Manoir got off at S. He walked up the Avenue de la Gare, turned left at the town hall, and passed the post office, then the elementary school. He hesitated, but not over which way to go. As a child, he’d pretended he was blind in these streets. He’d try and make his way to school from home with his eyes closed. Sometimes he walked right into a lamppost, or someone’s legs. He cheated, of course: from time to time he opened his eyelids just a bit, long enough to see where he was. But one night he’d managed to make it only cheating three times.
He checked his watch again. In five minutes, a little boy would emerge from his house a few streets away. On the front steps, his maman would kiss him as she did every morning. Satchel in hand, he would cross the small yard. With one last wave, he’d head through the gate and be on his unhurried way to school.
It was seven-fifty. School opened its doors at eight. Would it take him ten minutes to get there, or just five? If he missed him—God, what if he missed him? Manoir spotted a boy in a cape, then two more, an older one leading a younger one by the hand, and two more after that . . . they were coming out of the woodwork now. Still sleepy, eyes unfocused for the most part, pale and huddled against the cold morning, children were converging on the school. Manoir panicked. They were coming toward him down both sides of the street at once, the bigger ones sometimes hiding the littler ones from view. All he could see of some—hooded, wrapped up in scarves or balaclavas—was their eyes and a bit of nose poking out from the wool. He recalled a yellowish coat, maybe even a beret? Yes, he was sure of the coat. But two out of every three boys were wearing berets.

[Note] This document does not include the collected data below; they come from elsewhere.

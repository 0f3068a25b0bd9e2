// SPDX-FileCopyrightText: Copyright (c) 2024 NVIDIA CORPORATION & AFFILIATES. All rights reserved.
// SPDX-License-Identifier: Apache-2.0
//! Shape collections handed to and returned by the orchestrator.
//!
//! A [`Region`] is either deep (a layer of the shape store) or flat (shapes
//! in top-cell coordinates). Clones share one allocation; that allocation
//! is the collection's identity for layer registration.

use crate::geom::{Geometry, Polygon, Text};
use crate::store::DeepLayer;
use std::rc::Rc;

#[derive(Debug)]
pub enum RegionData {
    Deep(DeepLayer),
    Flat(Vec<Geometry>),
}

#[derive(Debug, Clone)]
pub struct Region {
    inner: Rc<RegionData>,
}

impl Region {
    pub fn deep(layer: DeepLayer) -> Self {
        Self { inner: Rc::new(RegionData::Deep(layer)) }
    }

    pub fn flat(shapes: Vec<Geometry>) -> Self {
        Self { inner: Rc::new(RegionData::Flat(shapes)) }
    }

    pub fn from_polygons(polys: impl IntoIterator<Item = Polygon>) -> Self {
        Self::flat(polys.into_iter().map(Geometry::Polygon).collect())
    }

    pub fn from_texts(texts: impl IntoIterator<Item = Text>) -> Self {
        Self::flat(texts.into_iter().map(Geometry::Text).collect())
    }

    /// Identity key: equal for clones of the same collection only.
    pub fn id(&self) -> usize {
        Rc::as_ptr(&self.inner) as *const () as usize
    }

    pub fn is_same(&self, other: &Region) -> bool {
        Rc::ptr_eq(&self.inner, &other.inner)
    }

    pub fn data(&self) -> &RegionData {
        &self.inner
    }

    pub fn deep_layer(&self) -> Option<&DeepLayer> {
        match &*self.inner {
            RegionData::Deep(d) => Some(d),
            RegionData::Flat(_) => None,
        }
    }

    pub fn is_deep(&self) -> bool {
        self.deep_layer().is_some()
    }

    /// All shapes flattened into the top cell of the collection.
    pub fn flat_shapes(&self) -> Vec<Geometry> {
        match &*self.inner {
            RegionData::Flat(v) => v.clone(),
            RegionData::Deep(d) => {
                let store = d.store().borrow();
                let shapes = match store.top_cell(d.layout_index()) {
                    Some(top) => store.layout(d.layout_index()).flat_shapes(top, d.layer()),
                    None => Vec::new(),
                };
                shapes
            }
        }
    }

    pub fn polygons(&self) -> Vec<Polygon> {
        self.flat_shapes()
            .into_iter()
            .filter_map(|g| match g {
                Geometry::Polygon(p) => Some(p),
                Geometry::Text(_) => None,
            })
            .collect()
    }

    pub fn count(&self) -> usize {
        self.flat_shapes().len()
    }

    pub fn is_empty(&self) -> bool {
        self.count() == 0
    }
}

#[cfg(test)]
mod tests {
    use super::*;
    use crate::geom::Rect;

    #[test]
    fn test_identity_follows_clones() {
        let a = Region::from_polygons([Polygon::from_rect(&Rect::new(0, 0, 1, 1))]);
        let b = a.clone();
        let c = Region::from_polygons([Polygon::from_rect(&Rect::new(0, 0, 1, 1))]);
        assert!(a.is_same(&b));
        assert_eq!(a.id(), b.id());
        assert!(!a.is_same(&c));
        assert_eq!(a.polygons().len(), 1);
    }
}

The crowd of children grew, overflowing the sidewalk for a moment. Manoir almost wept with frustration. None of these children were the one he was looking for! The flood slowed; most of the flock had passed. He’d missed him; he’d let him slip by beneath a brown coat or a black cape. All was lost. His heart broke. The street emptied. He ra
n into a few breathless latecomers . . . and over there, that shape! He dashed forward. An ugly yellow coat. A beret pulled halfway down his forehead. A loose-knit gray scarf. And that odd, moony walk, that dawdling step! He should’ve known. He slowed his pace, trying to still his beating heart. The boy was only fifteen yards away, now. Their paths were about to cross. The boy looked up at the man. Something—a familial air—had awoken his curiosity. Manoir stopped right in front of him.
“Jean-Jacques?”
The boy took a step back. “How come y’know my name? I don’t know yours.”
“You’re Jean-Jacques Manoir, aren’t you? Right? You don’t know me, but I know all about you. You’re eight years old, in third grade, and your teacher’s name is Mr. Crépon. He’s got a tiny mustache and is very strict. See—I know all about you!”
At once intrigued by the stranger’s omniscience yet worried about being late, Jean-Jacques hopped from foot to foot. “OK, but I’m going to be late. Mr. Crépon’s going to make me do lines!”
Mr. Crépon didn’t make him do lines as often as he might have. His customarily iron rule softened for the three fatherless boys in his class.
“C’mon, Mr. Crépon’s not as bad as all that. If he punished you every time you were late or busy daydreaming instead of working—”
So the stranger knew that, too! The boy gulped. “Wh-who are you?”
“I’m your cousin. Your father’s cousin. Don’t you think I look like him?”
“Yes, you do,” the child replied after looking him over. “But I still don’t know you. And my dad’s dead.”